Step 2: View the mount result

Run the following command to view the mount result:

kubectl exec cnfs-nas-static-sts-0 -- mount |grep nfs

Expected output:

971134b0e8-****.cn-zhangjiakou.nas.aliyuncs.com:/ on /data type nfs (rw,nosuid,nodev,relatime,user_id=0,group_id=0,default_permissions,allow_other)

The output indicates that the volume is mounted.

Step 3: Check whether data is persisted to the volume

Run the following command to write a temporary file that is 1 GB in size to the directory:

kubectl exec cnfs-nas-static-sts-0 -ti -- sh -c 'dd if=/dev/zero of=/data/1G.tmpfile bs=1G count=1;'

Run the following command to check whether the temporary file is written to the directory:

kubectl exec cnfs-nas-static-sts-0 -- ls -arlth /data

Expected output:

total 1G
-rw-r--r--    1 root     root        1.0G Dec 15 12:11 1G.tmpfile

The output indicates that the 1G.tmpfile file is written to the /data directory.

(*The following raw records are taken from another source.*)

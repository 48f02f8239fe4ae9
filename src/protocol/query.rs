//! Query string parameter handling.
//!
//! Query strings follow standard URL semantics: pairs separated by `&`,
//! percent- and `+`-encoded values, and repeated keys kept as multiple
//! values. Decoding is delegated to `serde_urlencoded` and is lenient:
//! an escape that cannot be decoded passes through as its literal text
//! rather than failing the request, so a sloppy query never prevents
//! dispatch.

use std::collections::HashMap;

/// Parsed query parameters for one request.
///
/// Repeated keys preserve every value in arrival order, so
/// `x=1&x=2` yields `{"x": ["1", "2"]}`.
#[derive(Debug, Clone, Default, PartialEq, Eq)]
pub struct QueryParams {
    params: HashMap<String, Vec<String>>,
}

impl QueryParams {
    /// Parses a raw query string (without the leading `?`).
    ///
    /// An empty string yields an empty map. Parsing never fails:
    /// undecodable escapes are kept literally.
    pub fn parse(query: &str) -> Self {
        if query.is_empty() {
            return Self::default();
        }

        // deserializing into raw pairs cannot fail; bad escapes stay literal
        let pairs: Vec<(String, String)> = serde_urlencoded::from_str(query).unwrap_or_default();

        let mut params: HashMap<String, Vec<String>> = HashMap::new();
        for (key, value) in pairs {
            params.entry(key).or_default().push(value);
        }

        Self { params }
    }

    /// Returns the first value registered for `key`, if any.
    pub fn get(&self, key: &str) -> Option<&str> {
        self.params.get(key).and_then(|values| values.first()).map(String::as_str)
    }

    /// Returns every value registered for `key`, in arrival order.
    pub fn get_all(&self, key: &str) -> &[String] {
        self.params.get(key).map(Vec::as_slice).unwrap_or_default()
    }

    pub fn contains_key(&self, key: &str) -> bool {
        self.params.contains_key(key)
    }

    /// Number of distinct keys.
    pub fn len(&self) -> usize {
        self.params.len()
    }

    pub fn is_empty(&self) -> bool {
        self.params.is_empty()
    }

    pub fn iter(&self) -> impl Iterator<Item = (&str, &[String])> {
        self.params.iter().map(|(key, values)| (key.as_str(), values.as_slice()))
    }
}

#[cfg(test)]
mod tests {
    use super::*;

    #[test]
    fn empty_query_yields_empty_map() {
        let params = QueryParams::parse("");
        assert!(params.is_empty());
        assert_eq!(params.get("x"), None);
        assert!(params.get_all("x").is_empty());
    }

    #[test]
    fn repeated_keys_keep_every_value_in_order() {
        let params = QueryParams::parse("x=1&y=a&x=2&x=3");
        assert_eq!(params.get_all("x"), ["1", "2", "3"]);
        assert_eq!(params.get("x"), Some("1"));
        assert_eq!(params.get_all("y"), ["a"]);
        assert_eq!(params.len(), 2);
    }

    #[test]
    fn percent_and_plus_decoding() {
        let params = QueryParams::parse("name=hello%20world&title=a+b&sym=%26");
        assert_eq!(params.get("name"), Some("hello world"));
        assert_eq!(params.get("title"), Some("a b"));
        assert_eq!(params.get("sym"), Some("&"));
    }

    #[test]
    fn key_without_value_is_kept_empty() {
        let params = QueryParams::parse("flag=&x=1");
        assert_eq!(params.get("flag"), Some(""));
        assert_eq!(params.get("x"), Some("1"));
    }

    #[test]
    fn undecodable_escape_is_kept_literally() {
        let params = QueryParams::parse("x=%zz&y=1");
        assert_eq!(params.get("x"), Some("%zz"));
        assert_eq!(params.get("y"), Some("1"));
    }
}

Step 4: Check whether the data is shared with other pods

Run the following command to check whether the temporary file exists in the pod named cnfs-nas-static-sts-1:

kubectl exec cnfs-nas-static-sts-1 -- ls -arlth /data

Expected output:

total 1G
-rw-r--r--    1 root     root        1.0G Dec 15 12:11 1G.tmpfile

The output indicates that the 1G.tmpfile file exists in the pods named cnfs-nas-static-sts-0 and cnfs-nas-static-sts-1.

Note

If you write data to be shared to different pods, CNFS cannot ensure the consistency of the data shared among the pods. Do not overwrite a shared file in case the file is damaged.